## Work order
Tally every line of the listing below that holds "Error", then give the tally alone.

## Extracted data

use std::collections::{BTreeMap, HashSet};
use std::path::Path;
use std::sync::Arc;

use pdf_writer::{Name, Pdf, Rect, Ref};
use ttf_parser::Face;

use crate::config::FontConfig;
use crate::error::Error;

#[derive(Clone, Debug)]
enum FaceSource {
    /// One of the base-14 Helvetica faces, WinAnsi encoded, never embedded.
    Helvetica { bold: bool },
    TrueType { name: String, data: Arc<Vec<u8>> },
}

/// A single font face able to measure text and register itself in a PDF.
#[derive(Clone, Debug)]
pub struct FontFace {
    source: FaceSource,
}

impl FontFace {
    pub fn helvetica(bold: bool) -> Self {
        Self {
            source: FaceSource::Helvetica { bold },
        }
    }

    pub fn from_bytes(name: &str, data: Vec<u8>) -> Result<Self, Error> {
        Face::parse(&data, 0).map_err(|e| Error::Font(format!("{name}: {e}")))?;
        Ok(Self {
            source: FaceSource::TrueType {
                name: name.to_string(),
                data: Arc::new(data),
            },
        })
    }

    pub fn from_file(path: &Path) -> Result<Self, Error> {
        let data = std::fs::read(path).map_err(|e| {
            Error::Io(std::io::Error::new(
                e.kind(),
                format!("{}: {}", e, path.display()),
            ))
        })?;
        let name = path
            .file_stem()
            .and_then(|s| s.to_str())
            .unwrap_or("EmbeddedFont");
        Self::from_bytes(name, data)
    }

    pub fn name(&self) -> &str {
        match &self.source {
            FaceSource::Helvetica { bold: false } => "Helvetica",
            FaceSource::Helvetica { bold: true } => "Helvetica-Bold",
            FaceSource::TrueType { name, .. } => name,
        }
    }

    /// Advance width of `text` at `font_size` points, in points.
    pub fn text_width_pt(&self, text: &str, font_size: f32) -> f32 {
        match &self.source {
            FaceSource::Helvetica { bold } => text
                .chars()
                .map(|ch| helvetica_width(char_to_winansi(ch), *bold))
                .sum::<f32>()
                * font_size
                / 1000.0,
            FaceSource::TrueType { data, .. } => {
                let Ok(face) = Face::parse(data, 0) else {
                    return 0.0;
                };
                let units = face.units_per_em() as f32;
                let notdef = face
                    .glyph_hor_advance(ttf_parser::GlyphId(0))
                    .unwrap_or(0) as f32;
                text.chars()
                    .map(|ch| {
                        face.glyph_index(ch)
                            .and_then(|gid| face.glyph_hor_advance(gid))
                            .map(|adv| adv as f32)
                            .unwrap_or(notdef)
                    })
                    .sum::<f32>()
                    / units
                    * font_size
            }
        }
    }
}

/// Regular and bold faces used by a canvas.
#[derive(Clone, Debug)]
pub struct FontFamily {
    pub regular: FontFace,
    pub bold: FontFace,
}

impl Default for FontFamily {
    fn default() -> Self {
        Self {
            regular: FontFace::helvetica(false),
            bold: FontFace::helvetica(true),
        }
    }
}

impl FontFamily {
    pub fn load(config: &FontConfig) -> Result<Self, Error> {
        let regular = match &config.regular {
            Some(path) => FontFace::from_file(path)?,
            None => FontFace::helvetica(false),
        };
        // A custom regular face without a bold companion doubles as bold so
        // glyph coverage stays consistent.
        let bold = match (&config.bold, &config.regular) {
            (Some(path), _) => FontFace::from_file(path)?,
            (None, Some(_)) => regular.clone(),
            (None, None) => FontFace::helvetica(true),
        };
        log::debug!("Fonts: regular={} bold={}", regular.name(), bold.name());
        Ok(Self { regular, bold })
    }

    pub fn face(&self, bold: bool) -> &FontFace {
        if bold { &self.bold } else { &self.regular }
    }
}

/// A font registered in a PDF under a resource name.
pub(crate) struct FontEntry {
    pub(crate) pdf_name: String,
    pub(crate) font_ref: Ref,
    char_to_gid: Option<BTreeMap<char, u16>>,
}

impl FontEntry {
    pub(crate) fn encode(&self, text: &str) -> Vec<u8> {
        match &self.char_to_gid {
            Some(map) => encode_as_gids(text, map),
            None => to_winansi_bytes(text),
        }
    }
}

/// Map a single Unicode char to its WinAnsi byte, or 0 if unmappable.
fn char_to_winansi(c: char) -> u8 {
    match c as u32 {
        0x0020..=0x007E => c as u8,
        0x00A0..=0x00FF => c as u8,
        0x20AC => 0x80,
        0x201A => 0x82,
        0x0192 => 0x83,
        0x201E => 0x84,
        0x2026 => 0x85,
        0x2020 => 0x86,
        0x2021 => 0x87,
        0x02C6 => 0x88,
        0x2030 => 0x89,
        0x0160 => 0x8A,
        0x2039 => 0x8B,
        0x0152 => 0x8C,
        0x017D => 0x8E,
        0x2018 => 0x91,
        0x2019 => 0x92,
        0x201C => 0x93,
        0x201D => 0x94,
        0x2022 => 0x95,
        0x2013 => 0x96,
        0x2014 => 0x97,
        0x02DC => 0x98,
        0x2122 => 0x99,
        0x0161 => 0x9A,
        0x203A => 0x9B,
        0x0153 => 0x9C,
        0x017E => 0x9E,
        0x0178 => 0x9F,
        _ => 0,
    }
}

/// Convert a UTF-8 string to WinAnsi (Windows-1252) bytes for PDF Str encoding.
/// Unmappable characters become `?`, matching how they are measured.
pub(crate) fn to_winansi_bytes(s: &str) -> Vec<u8> {
    s.chars()
        .map(|c| match char_to_winansi(c) {
            0 => b'?',
            b => b,
        })
        .collect()
}

/// Encode UTF-8 text as big-endian 2-byte glyph IDs for CIDFont content streams.
pub(crate) fn encode_as_gids(text: &str, char_to_gid: &BTreeMap<char, u16>) -> Vec<u8> {
    let mut out = Vec::with_capacity(text.len() * 2);
    for ch in text.chars() {
        let gid = char_to_gid.get(&ch).copied().unwrap_or(0);
        out.push((gid >> 8) as u8);
        out.push((gid & 0xFF) as u8);
    }
    out
}

// Helvetica AFM widths for ASCII 32..=126.
const HELVETICA: [u16; 95] = [
    278, 278, 355, 556, 556, 889, 667, 191, 333, 333, 389, 584, 278, 333, 278, 278, // ' '..'/'
    556, 556, 556, 556, 556, 556, 556, 556, 556, 556, 278, 278, 584, 584, 584, 556, // '0'..'?'
    1015, 667, 667, 722, 722, 667, 611, 778, 722, 278, 500, 667, 556, 833, 722, 778, // '@'..'O'
    667, 778, 722, 667, 611, 722, 667, 944, 667, 667, 611, 278, 278, 278, 469, 556, // 'P'..'_'
    333, 556, 556, 500, 556, 556, 278, 556, 556, 222, 222, 500, 222, 833, 556, 556, // '`'..'o'
    556, 556, 333, 500, 278, 556, 500, 722, 500, 500, 500, 334, 260, 334, 584, // 'p'..'~'
];

const HELVETICA_BOLD: [u16; 95] = [
    278, 333, 474, 556, 556, 889, 722, 238, 333, 333, 389, 584, 278, 333, 278, 278, //
    556, 556, 556, 556, 556, 556, 556, 556, 556, 556, 333, 333, 584, 584, 584, 611, //
    975, 722, 722, 722, 722, 667, 611, 778, 722, 278, 556, 722, 611, 833, 722, 778, //
    667, 778, 722, 667, 611, 722, 667, 944, 667, 667, 611, 333, 278, 333, 584, 556, //
    333, 556, 611, 556, 611, 556, 333, 611, 611, 278, 278, 556, 278, 889, 611, 611, //
    611, 611, 389, 556, 333, 611, 556, 778, 556, 556, 500, 389, 280, 389, 584, //
];

/// Helvetica width at 1000 units/em for a WinAnsi byte (0 = unmappable, drawn as `?`).
fn helvetica_width(byte: u8, bold: bool) -> f32 {
    let table = if bold { &HELVETICA_BOLD } else { &HELVETICA };
    let w = match byte {
        0 => table[(b'?' - 32) as usize],
        32..=126 => table[(byte - 32) as usize],
        0x85 | 0x89 | 0x97 => 1000,
        0x95 => 350,
        0x91 | 0x92 if bold => 278,
        0x91 | 0x92 => 222,
        0x93 | 0x94 if bold => 500,
        0x93 | 0x94 => 333,
        _ => 556,
    };
    w as f32
}

/// Embed a TrueType/OpenType font as a CIDFont (Type0 composite) with Identity-H encoding.
/// The font data is subsetted to only include glyphs used in the document.
fn embed_truetype(
    pdf: &mut Pdf,
    font_ref: Ref,
    font_name: &str,
    font_data: &[u8],
    used_chars: &HashSet<char>,
    alloc: &mut impl FnMut() -> Ref,
) -> Option<BTreeMap<char, u16>> {
    let face = Face::parse(font_data, 0).ok()?;
    let descriptor_ref = alloc();
    let data_ref = alloc();

    let units = face.units_per_em() as f32;
    let ascent = face.ascender() as f32 / units * 1000.0;
    let descent = face.descender() as f32 / units * 1000.0;
    let cap_height = face
        .capital_height()
        .map(|h| h as f32 / units * 1000.0)
        .unwrap_or(700.0);

    let bb = face.global_bounding_box();
    let bbox = Rect::new(
        bb.x_min as f32 / units * 1000.0,
        bb.y_min as f32 / units * 1000.0,
        bb.x_max as f32 / units * 1000.0,
        bb.y_max as f32 / units * 1000.0,
    );

    let mut remapper = subsetter::GlyphRemapper::new();
    let mut char_to_gid = BTreeMap::new();
    let mut chars: Vec<char> = used_chars.iter().copied().collect();
    chars.sort_unstable();
    for ch in chars {
        match face.glyph_index(ch) {
            Some(gid) => {
                char_to_gid.insert(ch, remapper.remap(gid.0));
            }
            None => log::warn!("Font {font_name} has no glyph for {ch:?}"),
        }
    }

    let subset_data = subsetter::subset(font_data, 0, &remapper).unwrap_or_else(|e| {
        log::warn!("Font subsetting failed for {font_name}: {e}, embedding full font");
        font_data.to_vec()
    });

    let data_len = i32::try_from(subset_data.len()).ok()?;
    pdf.stream(data_ref, &subset_data)
        .pair(Name(b"Length1"), data_len);

    let ps_name = font_name.replace(' ', "");

    pdf.font_descriptor(descriptor_ref)
        .name(Name(ps_name.as_bytes()))
        .flags(pdf_writer::types::FontFlags::NON_SYMBOLIC)
        .bbox(bbox)
        .italic_angle(0.0)
        .ascent(ascent)
        .descent(descent)
        .cap_height(cap_height)
        .stem_v(80.0)
        .font_file2(data_ref);

    let cid_font_ref = alloc();
    let system_info = pdf_writer::types::SystemInfo {
        registry: pdf_writer::Str(b"Adobe"),
        ordering: pdf_writer::Str(b"Identity"),
        supplement: 0,
    };
    {
        let mut cid = pdf.cid_font(cid_font_ref);
        cid.subtype(pdf_writer::types::CidFontType::Type2);
        cid.base_font(Name(ps_name.as_bytes()));
        cid.system_info(system_info);
        cid.font_descriptor(descriptor_ref);
        cid.default_width(0.0);
        cid.cid_to_gid_map_predefined(Name(b"Identity"));
        let mut gid_widths: Vec<(u16, f32)> = char_to_gid
            .iter()
            .filter_map(|(&ch, &new_gid)| {
                face.glyph_index(ch)
                    .and_then(|gid| face.glyph_hor_advance(gid))
                    .map(|adv| (new_gid, adv as f32 / units * 1000.0))
            })
            .collect();
        gid_widths.sort_by_key(|&(gid, _)| gid);
        if !gid_widths.is_empty() {
            let mut w = cid.widths();
            for &(gid, width) in &gid_widths {
                w.consecutive(gid, [width]);
            }
        }
    }

    let tounicode_ref = alloc();
    let cmap_name = format!("{}-UTF16", ps_name);
    let mut cmap = pdf_writer::types::UnicodeCmap::new(
        Name(cmap_name.as_bytes()),
        pdf_writer::types::SystemInfo {
            registry: pdf_writer::Str(b"Adobe"),
            ordering: pdf_writer::Str(b"Identity"),
            supplement: 0,
        },
    );
    let mut pairs: Vec<(u16, char)> = char_to_gid.iter().map(|(&ch, &gid)| (gid, ch)).collect();
    pairs.sort_unstable();
    for (new_gid, ch) in pairs {
        cmap.pair(new_gid, ch);
    }
    let cmap_data = cmap.finish();
    pdf.stream(tounicode_ref, cmap_data.as_slice());

    pdf.type0_font(font_ref)
        .base_font(Name(ps_name.as_bytes()))
        .encoding_predefined(Name(b"Identity-H"))
        .descendant_font(cid_font_ref)
        .to_unicode(tounicode_ref);

    Some(char_to_gid)
}

pub(crate) fn register_font(
    pdf: &mut Pdf,
    face: &FontFace,
    pdf_name: String,
    alloc: &mut impl FnMut() -> Ref,
    used_chars: &HashSet<char>,
) -> Result<FontEntry, Error> {
    let t0 = std::time::Instant::now();
    let font_ref = alloc();

    let char_to_gid = match &face.source {
        FaceSource::Helvetica { bold } => {
            let base: &[u8] = if *bold { b"Helvetica-Bold" } else { b"Helvetica" };
            pdf.type1_font(font_ref)
                .base_font(Name(base))
                .encoding_predefined(Name(b"WinAnsiEncoding"));
            None
        }
        FaceSource::TrueType { name, data } => Some(
            embed_truetype(pdf, font_ref, name, data, used_chars, alloc)
                .ok_or_else(|| Error::Font(format!("{name}: could not embed font")))?,
        ),
    };

    log::debug!(
        "register_font: {} as {pdf_name} ({} chars) → {:.1}ms",
        face.name(),
        used_chars.len(),
        t0.elapsed().as_secs_f64() * 1000.0,
    );

    Ok(FontEntry {
        pdf_name,
        font_ref,
        char_to_gid,
    })
}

## Task result
8